2. When assessing a client diagnosed with post-traumatic stress disorder (PTSD), which finding should the nurse expect?
- A. Hypervigilance
- B. Insomnia
- C. Flashbacks
- D. Suicidal ideation
Correct answer: A
Rationale: Clients with PTSD commonly exhibit symptoms such as hypervigilance, insomnia, flashbacks, difficulty concentrating, and increased irritability. Hypervigilance refers to an enhanced state of awareness and alertness, often seen in individuals with PTSD as they are constantly on guard for potential threats. Insomnia is a common sleep disturbance associated with PTSD, where individuals may have trouble falling or staying asleep. Flashbacks involve re-experiencing the traumatic event as if it is occurring in the present moment. Suicidal ideation, while a serious concern in mental health, is not a hallmark symptom specifically associated with PTSD. Therefore, the correct finding that the nurse should expect when assessing a client diagnosed with PTSD is hypervigilance.
3. A healthcare professional is providing education to the family of a client who has been diagnosed with schizophrenia. Which of the following instructions should the healthcare professional include?
- A. Encourage the client to participate in daily activities.
- B. Encourage the client to express their feelings.
- C. Encourage the client to avoid caffeine.
- D. Encourage the client to spend time alone.
Correct answer: A
Rationale: Encouraging the client to participate in daily activities is crucial in managing schizophrenia. Engaging in activities can enhance the quality of life and reduce symptoms by providing structure, routine, and social interaction, which are beneficial for individuals with schizophrenia. Choices B, C, and D are not the most appropriate instructions for managing schizophrenia. While expressing feelings can be helpful, daily activities have a more significant impact on managing the condition. Avoiding caffeine and spending time alone are not directly related to managing schizophrenia and may not be the most beneficial strategies.
4. A patient with generalized anxiety disorder (GAD) is prescribed buspirone.
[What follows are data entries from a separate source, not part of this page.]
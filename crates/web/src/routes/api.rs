//! JSON API.

use axum::{Json, extract::State};
use gainsy_core::DashboardStats;
use tracing::instrument;

use crate::backend::{BackendError, ProductTable, StoreTable};
use crate::error::Result;
use crate::middleware::RequireAuth;
use crate::models::CurrentUser;
use crate::state::AppState;

/// Dashboard stats for a seller, from the cache when fresh.
///
/// # Errors
///
/// Returns a [`BackendError`] when either read fails; nothing is cached then.
pub async fn stats_for(
    state: &AppState,
    user: &CurrentUser,
) -> std::result::Result<DashboardStats, BackendError> {
    if let Some(stats) = state.cached_stats(user.id).await {
        return Ok(stats);
    }

    let generation = state.stats_generation(user.id).await;
    let backend = state.backend();
    let stores = StoreTable::new(backend, user.id, &user.access_token);
    let products = ProductTable::new(backend, user.id, &user.access_token);
    let (stores, products) = tokio::try_join!(stores.list(), products.list())?;

    let stats = DashboardStats::compute(&stores, &products);
    state.cache_stats(user.id, generation, stats.clone()).await;
    Ok(stats)
}

/// `GET /api/stats`: the signed-in seller's dashboard stats.
#[instrument(skip_all, fields(user_id = %user.id))]
pub async fn stats(
    State(state): State<AppState>,
    RequireAuth(user): RequireAuth,
) -> Result<Json<DashboardStats>> {
    Ok(Json(stats_for(&state, &user).await?))
}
The nurse understands that buspirone is different from benzodiazepines because it:
- A. Has a high potential for abuse.
- B. Works immediately to relieve anxiety.
- C. Does not cause sedation.
- D. Is used for short-term treatment only.
Correct answer: C
Rationale: Buspirone is different from benzodiazepines because it does not cause sedation. Unlike benzodiazepines, buspirone has a lower potential for abuse and does not cause the sedative effects commonly seen with benzodiazepines. While benzodiazepines may work immediately to relieve anxiety, buspirone may take longer to show its therapeutic effects. Additionally, buspirone is not limited to short-term treatment only, making it a preferred choice in patients where sedation is a concern or in those with a history of substance abuse.
5. When assessing a client with bipolar disorder who is experiencing a depressive episode, which of the following findings should the nurse not expect?
- A. Low energy
- B. Feelings of hopelessness
- C. Insomnia or hypersomnia
- D. Difficulty concentrating
Correct answer: D
Rationale: In a client experiencing a depressive episode in bipolar disorder, common findings include low energy, feelings of hopelessness, insomnia or hypersomnia, and decreased appetite. Difficulty concentrating is more indicative of attention deficit disorders or cognitive impairment rather than a typical presentation of a depressive episode in bipolar disorder.